Image provided by Professor Himpele and Visualizing Philadelphia. https://anthropology.princeton.edu/programs/vize-lab/projects/visualizing-philadelphia

This website discusses the context of health issues such as the opioid epidemic through an anthropological approach. With the methodology of field research and ethnography, anthropology provides value in understanding and uncovering what those community-specific needs are by “being in the field” and experiencing firsthand the perspective of their interlocutors. The discipline has taught me, and this project reinforces, that health is both an experience and a socially constructed process; it cannot simply be manipulated via or viewed as hard science. Arthur Kleinman (1988) addresses these topics and much more in his text The Illness Narratives; he reinforces the roles that external processes and individual narratives/experiences have in constructing health. 

As this ethnographic website’s cover video demonstrated, there is more to ethnography than written text. This thesis features ethnographic data visualization, coupled with more traditional ethnographic methods, as a powerful force which can be used to reveal systemic issues when cross-referenced, compared, and layered with Philadelphia resident narratives. It is imperative to acknowledge all of the factors that contribute to health (namely, data’s role!) to gain a more contextualized understanding of the health and personhood dynamics that I observed and other dynamics that exist in Philadelphia neighborhoods. One factor that influences health which has not been emphasized enough, and is often rendered invisible through systematic processes and relationships of “erasure”, is structural violence (Farmer 2004).  As I will describe later in this website, structural violence is an endless web of violent relationships. In order to understand the vast, complicated nature of this web, it is imperative that we as viewers and guests in the Philadelphia community know where we are in this “bigger picture” of relationships; the video above represents my understanding of this. 


This website presents the narratives of resident activists in Philadelphia layered with ethnographic data visualization; doing so directly confronts many of the “mainstream” narratives told about the Philadelphia neighborhoods. Its purpose, and novel contribution, is to show absence.

Yes, I am well aware that “visualizing absence” is a paradox.

This thesis takes a novel approach to highlight the structures and forms of inequality found in Philadelphia. Rather than repetitively point out the presence of actors or policy, I rather look for the metaphorical and physical gaps. I feel that looking for the holes in our knowledge about the conditions of health in Philadelphia, through both stories and data, reveals a much richer narrative about these neighborhoods that are disproportionately labeled for their violence and drug presence. The search for absence calls into question whether health in our society is something that is physically present or a direct reflection of social structures and values. 

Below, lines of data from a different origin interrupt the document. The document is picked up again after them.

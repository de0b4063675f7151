//! Ride requests.
//!
//! A user asks to join another user's journey; the journey owner approves
//! or denies. The requester can withdraw at any time. A requester holds at
//! most one request per journey.

mod error;
mod lifecycle;

pub use error::{RequestError, Role};
pub use lifecycle::{RequestManager, RequestView};
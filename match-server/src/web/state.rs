//! Application state for the web layer.

use std::sync::Arc;

use crate::engine::Engine;
use crate::store::MemoryStore;

/// Shared application state.
#[derive(Clone)]
pub struct AppState {
    /// Matching and request operations over the journey store
    pub engine: Arc<Engine<MemoryStore>>,
}

impl AppState {
    /// Create a new app state.
    pub fn new(engine: Engine<MemoryStore>) -> Self {
        Self {
            engine: Arc::new(engine),
        }
    }
}
//! In-memory store.
//!
//! Holds the users, journeys and requests tables behind a single lock, so
//! every gateway call observes and mutates a consistent snapshot.

use std::collections::{BTreeMap, HashMap, HashSet};
use std::sync::Arc;

use tokio::sync::RwLock;

use crate::domain::{Journey, JourneyId, NewRequest, Request, RequestId, RequestStatus, User, UserId};

use super::error::StoreError;
use super::seed::Seed;
use super::{CandidateQuery, InsertOutcome, Store, TransitionOutcome};

#[derive(Debug, Default)]
struct Tables {
    users: HashMap<UserId, User>,
    journeys: BTreeMap<JourneyId, Journey>,
    requests: BTreeMap<RequestId, Request>,
    next_request_id: u64,
}

impl Tables {
    fn existing_request(&self, requester: UserId, journey: JourneyId) -> Option<RequestId> {
        self.requests
            .values()
            .find(|r| r.requester_id == requester && r.journey_id == journey)
            .map(|r| r.request_id)
    }

    fn allocate_request_id(&mut self) -> RequestId {
        self.next_request_id += 1;
        RequestId(self.next_request_id)
    }
}

/// A [`Store`] kept entirely in memory.
///
/// Cloning is cheap and clones share the same tables.
#[derive(Debug, Clone, Default)]
pub struct MemoryStore {
    tables: Arc<RwLock<Tables>>,
}

impl MemoryStore {
    /// Create an empty store.
    pub fn new() -> Self {
        Self::default()
    }

    /// Create a store pre-populated from seed data.
    ///
    /// Fails if the seed breaks a table constraint (duplicate ids, dangling
    /// references, self-requests or duplicate requests).
    pub fn from_seed(seed: Seed) -> Result<Self, StoreError> {
        seed.validate()?;

        let mut tables = Tables::default();
        for user in seed.users {
            tables.users.insert(user.user_id, user);
        }
        for journey in seed.journeys {
            tables.journeys.insert(journey.journey_id, journey);
        }
        for request in seed.requests {
            tables.next_request_id = tables.next_request_id.max(request.request_id.0);
            tables.requests.insert(request.request_id, request);
        }

        Ok(Self {
            tables: Arc::new(RwLock::new(tables)),
        })
    }

    /// Add or replace a user row.
    pub async fn put_user(&self, user: User) {
        let mut tables = self.tables.write().await;
        tables.users.insert(user.user_id, user);
    }

    /// Add or replace a journey row.
    pub async fn put_journey(&self, journey: Journey) {
        let mut tables = self.tables.write().await;
        tables.journeys.insert(journey.journey_id, journey);
    }

    /// Number of stored requests.
    pub async fn request_count(&self) -> usize {
        self.tables.read().await.requests.len()
    }
}

impl Store for MemoryStore {
    async fn user(&self, id: UserId) -> Result<Option<User>, StoreError> {
        Ok(self.tables.read().await.users.get(&id).cloned())
    }

    async fn journey(&self, id: JourneyId) -> Result<Option<Journey>, StoreError> {
        Ok(self.tables.read().await.journeys.get(&id).cloned())
    }

    async fn candidate_journeys(&self, query: CandidateQuery) -> Result<Vec<Journey>, StoreError> {
        let tables = self.tables.read().await;
        Ok(tables
            .journeys
            .values()
            .filter(|j| query.admits(j))
            .cloned()
            .collect())
    }

    async fn requested_journeys(&self, requester: UserId) -> Result<HashSet<JourneyId>, StoreError> {
        let tables = self.tables.read().await;
        Ok(tables
            .requests
            .values()
            .filter(|r| r.requester_id == requester)
            .map(|r| r.journey_id)
            .collect())
    }

    async fn request(&self, id: RequestId) -> Result<Option<Request>, StoreError> {
        Ok(self.tables.read().await.requests.get(&id).cloned())
    }

    async fn insert_request(&self, request: NewRequest) -> Result<InsertOutcome, StoreError> {
        let mut tables = self.tables.write().await;

        if let Some(existing) = tables.existing_request(request.requester_id, request.journey_id) {
            return Ok(InsertOutcome::Duplicate(existing));
        }

        let id = tables.allocate_request_id();
        tables.requests.insert(id, request.into_request(id));
        Ok(InsertOutcome::Inserted(id))
    }

    async fn transition_status(
        &self,
        id: RequestId,
        from: RequestStatus,
        to: RequestStatus,
    ) -> Result<TransitionOutcome, StoreError> {
        let mut tables = self.tables.write().await;

        let Some(request) = tables.requests.get_mut(&id) else {
            return Ok(TransitionOutcome::Missing);
        };

        if request.status != from {
            return Ok(TransitionOutcome::Rejected {
                current: request.status,
            });
        }

        request.status = to;
        Ok(TransitionOutcome::Applied)
    }

    async fn delete_request(&self, id: RequestId) -> Result<bool, StoreError> {
        let mut tables = self.tables.write().await;
        Ok(tables.requests.remove(&id).is_some())
    }

    async fn requests_for_recipient(&self, recipient: UserId) -> Result<Vec<Request>, StoreError> {
        let tables = self.tables.read().await;
        Ok(tables
            .requests
            .values()
            .rev()
            .filter(|r| r.recipient_id == recipient)
            .cloned()
            .collect())
    }

    async fn requests_by_requester(&self, requester: UserId) -> Result<Vec<Request>, StoreError> {
        let tables = self.tables.read().await;
        Ok(tables
            .requests
            .values()
            .rev()
            .filter(|r| r.requester_id == requester)
            .cloned()
            .collect())
    }
}

#[cfg(test)]
mod tests {
    use super::*;
    use crate::domain::Message;

    fn new_request(requester: u64, recipient: u64, journey: u64) -> NewRequest {
        NewRequest {
            requester_id: UserId(requester),
            recipient_id: UserId(recipient),
            journey_id: JourneyId(journey),
            message: Message::parse("Room for one more?").unwrap(),
        }
    }

    #[tokio::test]
    async fn insert_assigns_increasing_ids() {
        let store = MemoryStore::new();

        let first = store.insert_request(new_request(1, 2, 10)).await.unwrap();
        let second = store.insert_request(new_request(3, 2, 10)).await.unwrap();

        assert_eq!(first, InsertOutcome::Inserted(RequestId(1)));
        assert_eq!(second, InsertOutcome::Inserted(RequestId(2)));

        let stored = store.request(RequestId(1)).await.unwrap().unwrap();
        assert_eq!(stored.status, RequestStatus::Pending);
    }

    #[tokio::test]
    async fn insert_rejects_duplicate_pair() {
        let store = MemoryStore::new();

        store.insert_request(new_request(1, 2, 10)).await.unwrap();
        let again = store.insert_request(new_request(1, 2, 10)).await.unwrap();

        assert_eq!(again, InsertOutcome::Duplicate(RequestId(1)));
        assert_eq!(store.request_count().await, 1);
    }

    #[tokio::test]
    async fn transition_is_compare_and_set() {
        let store = MemoryStore::new();
        store.insert_request(new_request(1, 2, 10)).await.unwrap();

        let applied = store
            .transition_status(RequestId(1), RequestStatus::Pending, RequestStatus::Approved)
            .await
            .unwrap();
        assert_eq!(applied, TransitionOutcome::Applied);

        let rejected = store
            .transition_status(RequestId(1), RequestStatus::Pending, RequestStatus::Denied)
            .await
            .unwrap();
        assert_eq!(
            rejected,
            TransitionOutcome::Rejected {
                current: RequestStatus::Approved
            }
        );

        let missing = store
            .transition_status(RequestId(99), RequestStatus::Pending, RequestStatus::Denied)
            .await
            .unwrap();
        assert_eq!(missing, TransitionOutcome::Missing);
    }

    #[tokio::test]
    async fn concurrent_transitions_apply_once() {
        let store = MemoryStore::new();
        store.insert_request(new_request(1, 2, 10)).await.unwrap();

        let handles: Vec<_> = (0..16)
            .map(|i| {
                let store = store.clone();
                let to = if i % 2 == 0 {
                    RequestStatus::Approved
                } else {
                    RequestStatus::Denied
                };
                tokio::spawn(async move {
                    store
                        .transition_status(RequestId(1), RequestStatus::Pending, to)
                        .await
                        .unwrap()
                })
            })
            .collect();

        let mut applied = 0;
        for handle in handles {
            if handle.await.unwrap() == TransitionOutcome::Applied {
                applied += 1;
            }
        }
        assert_eq!(applied, 1);
    }

    #[tokio::test]
    async fn delete_frees_the_pair() {
        let store = MemoryStore::new();
        store.insert_request(new_request(1, 2, 10)).await.unwrap();

        assert!(store.delete_request(RequestId(1)).await.unwrap());
        assert!(!store.delete_request(RequestId(1)).await.unwrap());
        assert!(store.requested_journeys(UserId(1)).await.unwrap().is_empty());

        let again = store.insert_request(new_request(1, 2, 10)).await.unwrap();
        assert_eq!(again, InsertOutcome::Inserted(RequestId(2)));
    }

    #[tokio::test]
    async fn listings_are_newest_first() {
        let store = MemoryStore::new();
        store.insert_request(new_request(1, 2, 10)).await.unwrap();
        store.insert_request(new_request(3, 2, 11)).await.unwrap();
        store.insert_request(new_request(2, 1, 12)).await.unwrap();

        let inbox = store.requests_for_recipient(UserId(2)).await.unwrap();
        let ids: Vec<_> = inbox.iter().map(|r| r.request_id).collect();
        assert_eq!(ids, vec![RequestId(2), RequestId(1)]);

        let outbox = store.requests_by_requester(UserId(2)).await.unwrap();
        assert_eq!(outbox.len(), 1);
        assert_eq!(outbox[0].journey_id, JourneyId(12));
    }
}
//! Journey matching server.
//!
//! Finds other users' journeys that a rider could share, and manages the
//! requests riders send to journey owners.

pub mod config;
pub mod domain;
pub mod engine;
pub mod error;
pub mod geo;
pub mod matching;
pub mod requests;
pub mod store;
pub mod web;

The search for absence, logically, also raises the question of why these structures/relationships/narratives are absent in the first place. I found that some structures, such as real estate market values, are physically absent because society perceives and assigns neighborhoods such as Kensington with “lower value.” On the other hand, relationships are absent because they are, by nature, invisible. It is utterly important to bring a visual component to relationships such as neoliberalism in healthcare to expose how they violently affect residents’ lives. In exploring the many manifestations of “absence” and its effects on health, I found through my interlocutors’ narratives that individuals in Philadelphia are pushing back against both society’s notion of health, which happens to counteract the absence that plagues their communities. They are doing this by implement change and finding solutions that benefit their specific geographic location rather than adhering to “society’s standards” of health. In a way, residents are stepping up to assume the space of metaphorical absence by re-defining health in Philadelphia.